Cursor IDE Update Not Applying: Fix the Restart Loop
You're in the middle of a coding session, Cursor 0.47 is open, and that little notification badge shows up again: "Update Available." You click it, Cursor says it'll restart to apply the update, and then... it comes back up on the same version. The badge is still there. You click again. Same thing. Five restarts later you're still on 0.46 and increasingly annoyed.

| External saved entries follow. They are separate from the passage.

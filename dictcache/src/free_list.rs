// Copyright 2026 dictcache Project Authors
//
// Licensed under the Apache License, Version 2.0 (the "License");
// you may not use this file except in compliance with the License.
// You may obtain a copy of the License at
//
//     http://www.apache.org/licenses/LICENSE-2.0
//
// Unless required by applicable law or agreed to in writing, software
// distributed under the License is distributed on an "AS IS" BASIS,
// WITHOUT WARRANTIES OR CONDITIONS OF ANY KIND, either express or implied.
// See the License for the specific language governing permissions and
// limitations under the License.

use dictcache_common::{
    error::{Error, Result},
    slab::{slab_linked_list::SlabLinkedList, Token},
};

/// LRU ordered list of unused elements, addressed by their slab tokens.
///
/// The least recently released element is at the head. Pushing returns a link token that the element keeps to be
/// unlinked in O(1) when it is used again.
#[derive(Default)]
pub(crate) struct FreeList {
    list: SlabLinkedList<Token>,

    #[cfg(test)]
    pub fail_reserve: bool,
}

impl FreeList {
    /// Make sure the next push does not allocate.
    pub fn try_reserve(&mut self) -> Result<()> {
        #[cfg(test)]
        if self.fail_reserve {
            return Err(Error::resource_exhausted("free list", "injected allocation failure"));
        }
        self.list
            .try_reserve(1)
            .map_err(|e| Error::resource_exhausted("free list", e))
    }

    /// Append the element at the most recently used end.
    pub fn push(&mut self, element: Token) -> Token {
        self.list.push_back(element)
    }

    /// Unlink the element by its link token.
    pub fn remove(&mut self, link: Token) -> Option<Token> {
        self.list.remove(link)
    }

    /// Take the least recently used element.
    pub fn pop_lru(&mut self) -> Option<Token> {
        self.list.pop_front()
    }

    pub fn len(&self) -> usize {
        self.list.len()
    }

    pub fn is_empty(&self) -> bool {
        self.list.is_empty()
    }

    /// Elements from the least to the most recently used.
    pub fn iter(&self) -> impl Iterator<Item = Token> + '_ {
        self.list.iter().copied()
    }
}

#[cfg(test)]
mod tests {
    use dictcache_common::slab::Slab;
    use itertools::Itertools;

    use super::*;

    #[test]
    fn test_lru_order() {
        let mut slab = Slab::new();
        let tokens = (0..4).map(|i| slab.insert(i)).collect_vec();

        let mut list = FreeList::default();
        let links = tokens
            .iter()
            .map(|t| {
                list.try_reserve().unwrap();
                list.push(*t)
            })
            .collect_vec();
        assert_eq!(list.len(), 4);

        // Used again, then released again: moves to the tail.
        assert_eq!(list.remove(links[1]), Some(tokens[1]));
        list.push(tokens[1]);
        assert_eq!(list.iter().collect_vec(), vec![tokens[0], tokens[2], tokens[3], tokens[1]]);

        assert_eq!(list.pop_lru(), Some(tokens[0]));
        assert_eq!(list.pop_lru(), Some(tokens[2]));
        assert_eq!(list.pop_lru(), Some(tokens[3]));
        assert_eq!(list.pop_lru(), Some(tokens[1]));
        assert_eq!(list.pop_lru(), None);
        assert!(list.is_empty());
    }
}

This is one of those bugs that feels minor until it blocks you from getting the AI features that shipped in the new version, and it can quietly persist for days before you realize Cursor hasn't actually updated at all.

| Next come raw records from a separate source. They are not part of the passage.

// Copyright 2026 dictcache Project Authors
//
// Licensed under the Apache License, Version 2.0 (the "License");
// you may not use this file except in compliance with the License.
// You may obtain a copy of the License at
//
//     http://www.apache.org/licenses/LICENSE-2.0
//
// Unless required by applicable law or agreed to in writing, software
// distributed under the License is distributed on an "AS IS" BASIS,
// WITHOUT WARRANTIES OR CONDITIONS OF ANY KIND, either express or implied.
// See the License for the specific language governing permissions and
// limitations under the License.

use std::borrow::Cow;

use crate::metrics::{
    BoxedCounter, BoxedCounterVec, BoxedGauge, BoxedGaugeVec, Boxer, CounterOps, CounterVecOps, GaugeOps,
    GaugeVecOps, RegistryOps,
};

/// Noop metrics placeholder.
#[derive(Debug, Clone, Copy, Default)]
pub struct NoopMetricsRegistry;

impl CounterOps for NoopMetricsRegistry {
    fn increase(&self, _: u64) {}
}

impl CounterVecOps for NoopMetricsRegistry {
    fn counter(&self, _: &[Cow<'static, str>]) -> BoxedCounter {
        NoopMetricsRegistry.boxed()
    }
}

impl GaugeOps for NoopMetricsRegistry {
    fn absolute(&self, _: u64) {}
}

impl GaugeVecOps for NoopMetricsRegistry {
    fn gauge(&self, _: &[Cow<'static, str>]) -> BoxedGauge {
        NoopMetricsRegistry.boxed()
    }
}

impl RegistryOps for NoopMetricsRegistry {
    fn register_counter_vec(
        &self,
        _: Cow<'static, str>,
        _: Cow<'static, str>,
        _: &'static [&'static str],
    ) -> BoxedCounterVec {
        NoopMetricsRegistry.boxed()
    }

    fn register_gauge_vec(&self, _: Cow<'static, str>, _: Cow<'static, str>, _: &'static [&'static str]) -> BoxedGaugeVec {
        NoopMetricsRegistry.boxed()
    }
}

#[cfg(test)]
mod tests {
    use super::*;
    use crate::metrics::model::Metrics;

    #[test]
    fn test_noop_cache_metrics() {
        let registry = NoopMetricsRegistry;
        let metrics = Metrics::new("tables", &registry);

        metrics.hit.increase(1);
        metrics.miss.increase(1);
        metrics.leak.increase(3);
        metrics.elements.absolute(16);
        metrics.free.absolute(2);

        let metrics = Metrics::noop();
        metrics.evict.increase(1);
    }
}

What this error actually means
Cursor ships updates through its own auto-updater, which downloads a binary delta or full package to a temp directory and then attempts to swap it in on restart. When the swap fails silently, Cursor re-launches on the old binary and the updater kicks off again, creating the loop you're seeing.
The actual update payload lands in:
- macOS:
~/Library/Application Support/Cursor/pending/ - Linux:
~/.config/Cursor/pending/ - Windows:
%APPDATA%\Cursor\pending\
If something is holding a lock on the Cursor binary (a background process, a crash reporter, or even your antivirus scanner), the atomic file rename that completes the update can't happen. On macOS specifically, Gatekeeper quarantine sometimes flags the downloaded binary and blocks execution before the swap completes.
Quick fix (when you need it working in 60 seconds)
- Quit Cursor completely. Don't just close the window. On macOS:
Cmd+Qor right-click the dock icon and choose Quit. - Open Activity Monitor (macOS) or Task Manager (Windows) and kill any remaining
Cursororcursor_crashpad_handlerprocesses. - Delete the pending update directory:
rm -rf ~/Library/Application\ Support/Cursor/pending/(macOS) or the equivalent path on your OS. - Relaunch Cursor. It will re-download the update fresh and try again.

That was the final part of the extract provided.